I didn't know where to go, where I belonged, how to find my way back to familiar ground. There were more bodies. Then one man who was alive. By a breath. I tried to speak to him, help him, free him, but he was ranting, incoherent, and fighting against me with thin, fragile fingers like pincers on my skin. I gave up and backed away, promising him I would look for help. That I would not forget him.
But he wasn't the only one in need. The smell of pain and death was dizzying; soft moans broke the silence of the forest. The light was dimming, but the black-shadowed bodies were starting to match numbers with the trees. Some lay on the ground, others had been impaled on crudely crafted stakes.
A young girl called to me and I couldn't stop myself from approaching her, answering her plea. There was nothing I could do to save her, the stake ran clean through her midriff. If I pulled her free she would bleed to death. My fingers moved restlessly over her form, hovering a whisper from her skin. "I'm sorry," I whispered. "I don't...I don't know what's happened."
She said something I couldn't understand. Then, "Stop...her." And she slipped away.

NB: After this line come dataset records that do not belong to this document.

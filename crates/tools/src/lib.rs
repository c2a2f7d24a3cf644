//! Developer tooling for tile worlds.

mod inspector;

pub use inspector::{TileHistogram, TileInfo, WorldInspector, WorldSummary};

pub fn crate_info() -> &'static str {
    "tilescape-tools v0.1.0"
}
//! Procedural generation: seeded randomness, config validation, and the
//! grid generator.
//!
//! # Invariants
//! - Identical `(seed, percentages, size)` always yields a bit-identical grid.
//! - The generator never runs on an unvalidated config.

pub mod config;
pub mod generator;
pub mod rng;

pub use config::{
    ConfigError, RawWorldConfig, TilePercentages, WorldConfig, WorldSize, validate,
};
pub use generator::{ProceduralGenerator, Thresholds, generate_or_default};
pub use rng::SeededRandom;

I remained crouched in front of the girl, breathing deeply and staring at her silent form.
I walked.
I felt her before I saw her.
I felt her on the air, in the breath of the trees, in the crunch of sticks beneath my boots. I felt her in the darkness of the thickest forest; the lifeforce beside me in the deepest night. I had felt her on the wild wind when the slavers' hands were cruel upon my skin, not even knowing so long ago what force of nature was coming for me. I felt her like sun on my flesh, water on my lips.
I could smell her.
Xena.
The smell of blood turned to an ache in the pit of my stomach.

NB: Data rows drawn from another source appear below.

impl AsciiRenderer {
    pub const PLAYER: char = '@';
    pub const FOG: char = ':';
    pub const SKIPPED: char = ' ';

    pub fn new() -> Self {
        Self
    }

    pub fn glyph(tile: TileType) -> char {
        match tile {
            TileType::Grass => '.',
            TileType::Water => '~',
            TileType::Wall => '#',
            TileType::Cave => 'o',
            TileType::Trail => '=',
            TileType::Mana => '*',
        }
    }
}

impl Renderer for AsciiRenderer {
    type Output = String;

    fn render(&self, frame: &Frame<'_>) -> String {
        let settings = RenderSettings::from_source(frame.settings);
        let grid = frame.grid;
        let view = frame.view;
        let region = VisibleRegion::compute(
            &settings,
            &view.camera,
            view.canvas_size,
            view.player,
            grid.tile_size(),
        );
        let fog = FogParams::new(settings.half_extent(), settings.fog_intensity);

        let mut out = format!(
            "=== {:?} view: {}x{} cells around ({}, {}) ===\n",
            region.mode,
            region.max.col.saturating_sub(region.min.col).saturating_add(1),
            region.max.row.saturating_sub(region.min.row).saturating_add(1),
            region.centre.col,
            region.centre.row
        );
        for row in region.min.row..=region.max.row {
            let line: String = (region.min.col..=region.max.col)
                .map(|col| {
                    let cell = CellCoord::new(col, row);
                    if cell == region.centre {
                        return Self::PLAYER;
                    }
                    match fog.decide(cell.distance(region.centre)) {
                        FogDecision::Skip => Self::SKIPPED,
                        FogDecision::FogOnly(_) => Self::FOG,
                        FogDecision::Content { .. } => {
                            let tile = if grid.contains_cell(col, row) {
                                grid.tile_at(col as u32, row as u32)
                                    .unwrap_or(TileGrid::DEFAULT_TYPE)
                            } else {
                                OUT_OF_BOUNDS_TYPE
                            };
                            Self::glyph(tile)
                        }
                    }
                })
                .collect();
            out.push_str(line.trim_end());
            out.push('\n');
        }
        out
    }
}

#[cfg(test)]
mod tests {
    use super::*;
    use std::collections::BTreeMap;
    use tilescape_common::NoSettings;
    use tilescape_kernel::TileRecord;

    fn settings(render_distance: u32, fog: u32) -> BTreeMap<String, String> {
        BTreeMap::from([
            ("renderDistance".to_string(), render_distance.to_string()),
            ("fogIntensity".to_string(), fog.to_string()),
        ])
    }

    fn small_grid() -> TileGrid {
        // 4x4 tiles of 16px, one wall at (1, 1), the rest absent
        TileGrid::new(64, 64, 16, vec![TileRecord::new(16, 16, TileType::Wall)]).unwrap()
    }

    fn view_at_tile(col: u32, row: u32, ts: u32) -> RenderView {
        RenderView {
            player: Vec2::new((col * ts) as f32 + 1.0, (row * ts) as f32 + 1.0),
            ..RenderView::default()
        }
    }

    fn fills(list: &DrawList) -> Vec<&DrawCommand> {
        list.commands
            .iter()
            .filter(|c| matches!(c, DrawCommand::Fill { .. }))
            .collect()
    }

    #[test]
    fn fixed_frame_counts_add_up() {
        let grid = small_grid();
        let view = view_at_tile(1, 1, 16);
        let textures = TextureStore::new();
        let source = settings(4, 75);
        let frame = Frame {
            grid: &grid,
            view: &view,
            settings: &source,
            textures: &textures,
        };
        let (_, stats) = ViewportRenderer::new().render(&frame);
        assert_eq!(stats.mode, RenderMode::Fixed);
        // half extent 2, reach ceil(2.4) = 3: a 7x7 region
        assert_eq!(stats.considered, 49);
        assert_eq!(stats.considered, stats.drawn + stats.fog_only + stats.skipped);
        // distance <= 2 from the centre: 13 cells
        assert_eq!(stats.drawn, 13);
        assert!(stats.out_of_bounds > 0);
    }

    #[test]
    fn renders_before_textures_load() {
        let grid = small_grid();
        let view = view_at_tile(1, 1, 16);
        let textures = TextureStore::new();
        let frame = Frame {
            grid: &grid,
            view: &view,
            settings: &NoSettings,
            textures: &textures,
        };
        let (list, stats) = ViewportRenderer::new().render(&frame);
        assert_eq!(stats.textured, 0);
        assert!(!list.is_empty());
        assert!(list.commands.iter().all(|c| !matches!(c, DrawCommand::Texture { .. })));
        let wall = TileType::Wall.fallback_color().with_alpha(1.0);
        assert!(fills(&list).iter().any(|c| matches!(c, DrawCommand::Fill { color, .. } if *color == wall)));
    }

    #[test]
    fn loaded_textures_replace_colors() {
        let grid = small_grid();
        let view = view_at_tile(1, 1, 16);
        let mut textures = TextureStore::new();
        let handle = textures.mark_loaded(TileType::Wall, "tiles/wall.png", 1);
        let source = settings(2, 0);
        let frame = Frame {
            grid: &grid,
            view: &view,
            settings: &source,
            textures: &textures,
        };
        let (list, stats) = ViewportRenderer::new().render(&frame);
        assert_eq!(stats.textured, 1);
        assert!(list.commands.contains(&DrawCommand::Texture {
            rect: view.cell_rect(CellCoord::new(1, 1), 16),
            texture: handle,
            variant: 0,
        }));
    }

    #[test]
    fn cell_draw_order_is_content_fog_outline() {
        let grid = small_grid().with_grid_lines(true);
        let view = view_at_tile(1, 1, 16);
        let textures = TextureStore::new();
        let source = settings(10, 100);
        let frame = Frame {
            grid: &grid,
            view: &view,
            settings: &source,
            textures: &textures,
        };
        let (list, _) = ViewportRenderer::new().render(&frame);
        // (5, 1) is 4 tiles away: past the fog start (3.0), inside max (5.0)
        let for_cell = commands_for(&list, view.cell_rect(CellCoord::new(5, 1), 16));
        assert_eq!(for_cell.len(), 3);
        assert!(matches!(for_cell[0], DrawCommand::Fill { color, .. } if color.a == 1.0));
        assert!(matches!(for_cell[1], DrawCommand::Fill { color, .. } if (color.a - 0.5).abs() < 1e-6));
        assert!(matches!(for_cell[2], DrawCommand::Stroke { width, .. } if *width == 1.0));
    }

    fn commands_for(list: &DrawList, rect: ScreenRect) -> Vec<&DrawCommand> {
        list.commands
            .iter()
            .filter(|c| match c {
                DrawCommand::Fill { rect: r, .. }
                | DrawCommand::Texture { rect: r, .. }
                | DrawCommand::Stroke { rect: r, .. } => *r == rect,
            })
            .collect()
    }

    fn stroke_count(list: &DrawList) -> usize {
        list.commands
            .iter()
            .filter(|c| matches!(c, DrawCommand::Stroke { .. }))
            .count()
    }

    #[test]
    fn fog_band_cells_get_no_outline() {
        let grid = small_grid().with_grid_lines(true);
        let view = view_at_tile(1, 1, 16);
        let textures = TextureStore::new();
        let source = settings(10, 100);
        let frame = Frame {
            grid: &grid,
            view: &view,
            settings: &source,
            textures: &textures,
        };
        let (list, stats) = ViewportRenderer::new().render(&frame);
        // (6, 2) is about 5.1 tiles away: inside the band between 5.0 and 6.0
        let band = commands_for(&list, view.cell_rect(CellCoord::new(6, 2), 16));
        assert_eq!(band.len(), 1);
        assert!(matches!(band[0], DrawCommand::Fill { color, .. } if color.a < 0.1));
        assert!(stats.fog_only > 0);
        assert_eq!(stroke_count(&list), stats.drawn);
    }

    #[test]
    fn dynamic_mode_skips_past_fog_band() {
        let grid = TileGrid::empty(400, 400, 16).unwrap().with_grid_lines(true);
        let player = Vec2::new(200.0 * 16.0, 200.0 * 16.0);
        let mut view = RenderView {
            camera: Camera2D::default(),
            canvas_size: UVec2::new(4000, 600),
            player,
        };
        view.camera.center_on(player, view.canvas_size);
        let textures = TextureStore::new();
        let source = settings(128, 75);
        let frame = Frame {
            grid: &grid,
            view: &view,
            settings: &source,
            textures: &textures,
        };
        let (list, stats) = ViewportRenderer::new().render(&frame);
        assert_eq!(stats.mode, RenderMode::Dynamic);
        // the viewport is 250 tiles wide; fog ends 76.8 tiles from the player
        assert!(stats.skipped > 0);
        assert!(stats.fog_only > 0);
        let far = view.cell_rect(CellCoord::new(300, 200), 16);
        assert!(commands_for(&list, far).is_empty());
        let edge = view.cell_rect(CellCoord::new(276, 200), 16);
        assert!(matches!(
            commands_for(&list, edge).as_slice(),
            [DrawCommand::Fill { .. }]
        ));
        assert_eq!(stroke_count(&list), stats.drawn);
    }

    #[test]
    fn out_of_bounds_cells_are_water() {
        let grid = small_grid();
        let view = view_at_tile(0, 0, 16);
        let textures = TextureStore::new();
        let source = settings(2, 0);
        let frame = Frame {
            grid: &grid,
            view: &view,
            settings: &source,
            textures: &textures,
        };
        let (list, _) = ViewportRenderer::new().render(&frame);
        let water = TileType::Water.fallback_color().with_alpha(1.0);
        let rect = view.cell_rect(CellCoord::new(-1, 0), 16);
        assert!(list.commands.contains(&DrawCommand::Fill { rect, color: water }));
    }

    #[test]
    fn nothing_drawn_beyond_fog_band() {
        let grid = TileGrid::empty(100, 100, 16).unwrap();
        let view = view_at_tile(50, 50, 16);
        let textures = TextureStore::new();
        let source = settings(20, 60);
        let frame = Frame {
            grid: &grid,
            view: &view,
            settings: &source,
            textures: &textures,
        };
        let (list, stats) = ViewportRenderer::new().render(&frame);
        assert!(stats.skipped > 0);
        let far = view.cell_rect(CellCoord::new(62, 62), 16);
        assert!(list.commands.iter().all(|c| match c {
            DrawCommand::Fill { rect, .. } => *rect != far,
            _ => true,
        }));
    }

    #[test]
    fn dynamic_mode_uses_camera_region() {
        let grid = TileGrid::empty(300, 300, 16).unwrap();
        let view = RenderView {
            camera: Camera2D::new(Vec2::new(160.0, 160.0), 1.0),
            canvas_size: UVec2::new(160, 160),
            player: Vec2::new(240.0, 240.0),
        };
        let textures = TextureStore::new();
        let source = settings(200, 75);
        let frame = Frame {
            grid: &grid,
            view: &view,
            settings: &source,
            textures: &textures,
        };
        let (_, stats) = ViewportRenderer::new().render(&frame);
        assert_eq!(stats.mode, RenderMode::Dynamic);
        // cols/rows 10..=20 padded by 2: 15x15
        assert_eq!(stats.considered, 225);
        assert_eq!(stats.drawn, 225);
    }

    #[test]
    fn ascii_marks_player_fog_and_tiles() {
        let grid = small_grid();
        let view = view_at_tile(0, 1, 16);
        let textures = TextureStore::new();
        let source = settings(4, 75);
        let frame = Frame {
            grid: &grid,
            view: &view,
            settings: &source,
            textures: &textures,
        };
        let out = AsciiRenderer::new().render(&frame);
        let lines: Vec<&str> = out.lines().collect();
        assert!(lines[0].starts_with("=== Fixed view: 7x7"));
        // centre row, cols -3..=3: past the band, two water cells off the
        // west edge, the player, the wall, grass, past the band
        assert_eq!(lines[4], " ~~@#.");
        assert!(out.contains(AsciiRenderer::FOG));
    }
}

This could be her. Her work. Her cruelty. Her past, her style. The core of her I forever denied. Were these ghosts of her victims? Had I slipped into her nightmare, after so long sleeping a breath away?
I had my answer when I saw her at the center of the violence.
And the truth was more horrible than anything my mind had conjured.
Xena hung, impaled to a massive tree trunk, stripped of her armor, flesh more blood than skin. Her hair fell in heavy matted clumps, her bare limbs tied to straggling branches.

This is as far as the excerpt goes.